Data items
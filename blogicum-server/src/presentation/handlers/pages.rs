use actix_web::{HttpResponse, get};
use serde_json::json;

#[get("/about/")]
pub async fn about() -> HttpResponse {
    HttpResponse::Ok().json(json!({
        "title": "About the project",
        "text": "Blogicum is a small blogging platform: scheduled posts, \
                 categories, locations and comments."
    }))
}

#[get("/rules/")]
pub async fn rules() -> HttpResponse {
    HttpResponse::Ok().json(json!({
        "title": "Our rules",
        "text": "Be kind. Stay on topic. Authors own their words."
    }))
}

/// Fallback for unmatched routes, so misses render the same error shape
/// as a failed visibility check.
pub async fn not_found() -> HttpResponse {
    HttpResponse::NotFound().json(json!({ "error": "page not found" }))
}
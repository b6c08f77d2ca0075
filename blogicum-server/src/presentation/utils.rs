use actix_web::dev::Payload;
use actix_web::error::PathError;
use actix_web::http::header;
use actix_web::{FromRequest, HttpRequest, HttpResponse, web};
use futures_util::future::{Ready, ready};
use serde_json::json;
use uuid::Uuid;

use crate::domain::error::DomainError;
use crate::infrastructure::security::JwtKeys;

/// The caller's identity, taken from the bearer token. Handlers that
/// require login take this as an argument; the session lookup is a
/// capability injected per request, not ambient state.
#[derive(Debug, Clone)]
pub struct AuthenticatedUser {
    pub id: Uuid,
    pub username: String,
}

impl FromRequest for AuthenticatedUser {
    type Error = DomainError;
    type Future = Ready<Result<Self, Self::Error>>;

    fn from_request(req: &HttpRequest, _: &mut Payload) -> Self::Future {
        ready(authenticate(req))
    }
}

/// A viewer that may or may not be logged in; public routes use this so
/// an invalid token degrades to anonymous instead of failing.
#[derive(Debug, Clone)]
pub struct MaybeUser(pub Option<AuthenticatedUser>);

impl MaybeUser {
    pub fn id(&self) -> Option<Uuid> {
        self.0.as_ref().map(|user| user.id)
    }
}

impl FromRequest for MaybeUser {
    type Error = DomainError;
    type Future = Ready<Result<Self, Self::Error>>;

    fn from_request(req: &HttpRequest, _: &mut Payload) -> Self::Future {
        ready(Ok(MaybeUser(authenticate(req).ok())))
    }
}

fn authenticate(req: &HttpRequest) -> Result<AuthenticatedUser, DomainError> {
    let keys = req
        .app_data::<web::Data<JwtKeys>>()
        .ok_or_else(|| DomainError::Internal("jwt keys missing".into()))?;
    let header = req
        .headers()
        .get(header::AUTHORIZATION)
        .and_then(|value| value.to_str().ok())
        .ok_or(DomainError::Unauthorized)?;
    let token = header
        .strip_prefix("Bearer ")
        .ok_or(DomainError::Unauthorized)?;
    let claims = keys
        .verify_token(token)
        .map_err(|_| DomainError::Unauthorized)?;
    let id = Uuid::parse_str(&claims.sub).map_err(|_| DomainError::Unauthorized)?;
    Ok(AuthenticatedUser {
        id,
        username: claims.username,
    })
}

/// A path segment that does not parse (say, a mangled post id) is a URL
/// that resolves to nothing, and renders as not-found rather than a bad
/// request.
pub fn path_not_found(err: PathError, _req: &HttpRequest) -> actix_web::Error {
    actix_web::error::InternalError::from_response(
        err,
        HttpResponse::NotFound().json(json!({ "error": "page not found" })),
    )
    .into()
}

pub fn see_other(location: &str) -> HttpResponse {
    HttpResponse::SeeOther()
        .insert_header((header::LOCATION, location))
        .finish()
}

pub fn post_detail_url(post_id: Uuid) -> String {
    format!("/posts/{post_id}/")
}

pub fn profile_url(username: &str) -> String {
    format!("/profile/{username}/")
}
use std::sync::Arc;

use tracing::instrument;
use uuid::Uuid;

use crate::data::post_repository::PostRepository;
use crate::data::user_repository::UserRepository;
use crate::domain::error::DomainError;
use crate::domain::pagination::{Page, Paginator};
use crate::domain::post::Post;
use crate::domain::user::{ProfileUpdate, User};

#[derive(Clone)]
pub struct ProfileService<U, P>
where
    U: UserRepository + 'static,
    P: PostRepository + 'static,
{
    users: Arc<U>,
    posts: Arc<P>,
    paginator: Paginator,
}

impl<U, P> ProfileService<U, P>
where
    U: UserRepository + 'static,
    P: PostRepository + 'static,
{
    pub fn new(users: Arc<U>, posts: Arc<P>, paginator: Paginator) -> Self {
        Self {
            users,
            posts,
            paginator,
        }
    }

    /// A user's profile with all of their posts, newest first. The
    /// profile page does not filter by publication state.
    pub async fn profile_page(
        &self,
        username: &str,
        raw_page: Option<&str>,
    ) -> Result<(User, Page<Post>), DomainError> {
        let user = self
            .users
            .find_by_username(username)
            .await?
            .ok_or_else(|| DomainError::UserNotFound(username.to_string()))?;
        let posts = self.posts.list_by_author(user.id).await?;
        let page = self.paginator.paginate(&posts, raw_page);
        Ok((user, page))
    }

    /// The profile if it belongs to the actor; `Forbidden` otherwise,
    /// which the handler translates into a redirect to the login route.
    pub async fn owned_profile(&self, actor: Uuid, username: &str) -> Result<User, DomainError> {
        let user = self
            .users
            .find_by_username(username)
            .await?
            .ok_or_else(|| DomainError::UserNotFound(username.to_string()))?;
        if user.id != actor {
            return Err(DomainError::Forbidden);
        }
        Ok(user)
    }

    #[instrument(skip(self, update))]
    pub async fn update_profile(
        &self,
        actor: Uuid,
        username: &str,
        update: ProfileUpdate,
    ) -> Result<User, DomainError> {
        let user = self.owned_profile(actor, username).await?;
        self.users.update_profile(user.id, &update).await
    }
}
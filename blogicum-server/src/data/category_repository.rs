use async_trait::async_trait;
use sqlx::PgPool;
use tracing::error;
use uuid::Uuid;

use crate::domain::category::Category;
use crate::domain::error::DomainError;

#[async_trait]
pub trait CategoryRepository: Send + Sync {
    /// Categories hidden by the admins do not resolve by slug at all.
    async fn find_published_by_slug(&self, slug: &str) -> Result<Option<Category>, DomainError>;
    async fn find_by_id(&self, id: Uuid) -> Result<Option<Category>, DomainError>;
}

#[derive(Clone)]
pub struct PostgresCategoryRepository {
    pool: PgPool,
}

impl PostgresCategoryRepository {
    pub fn new(pool: PgPool) -> Self {
        Self { pool }
    }
}

#[async_trait]
impl CategoryRepository for PostgresCategoryRepository {
    async fn find_published_by_slug(&self, slug: &str) -> Result<Option<Category>, DomainError> {
        sqlx::query_as::<_, Category>(
            r#"
            SELECT id, title, description, slug, is_published, created_at
            FROM categories
            WHERE slug = $1 AND is_published
            "#,
        )
        .bind(slug)
        .fetch_optional(&self.pool)
        .await
        .map_err(|e| {
            error!("db error find category {}: {}", slug, e);
            DomainError::Internal(e.to_string())
        })
    }

    async fn find_by_id(&self, id: Uuid) -> Result<Option<Category>, DomainError> {
        sqlx::query_as::<_, Category>(
            r#"
            SELECT id, title, description, slug, is_published, created_at
            FROM categories
            WHERE id = $1
            "#,
        )
        .bind(id)
        .fetch_optional(&self.pool)
        .await
        .map_err(|e| {
            error!("db error find category {}: {}", id, e);
            DomainError::Internal(e.to_string())
        })
    }
}
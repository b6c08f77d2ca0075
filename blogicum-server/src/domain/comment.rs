use chrono::{DateTime, Utc};
use serde::{Deserialize, Serialize};
use uuid::Uuid;

#[derive(Debug, Clone, Serialize, Deserialize, sqlx::FromRow)]
pub struct Comment {
    pub id: Uuid,
    pub post_id: Uuid,
    pub author_id: Uuid,
    pub author_username: String,
    pub text: String,
    pub created_at: DateTime<Utc>,
}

→ **Work order**:
Lines in the data that include the word "state" should all be copied.

→ **Finished task**:
/// capability injected per request, not ambient state.
    /// profile page does not filter by publication state.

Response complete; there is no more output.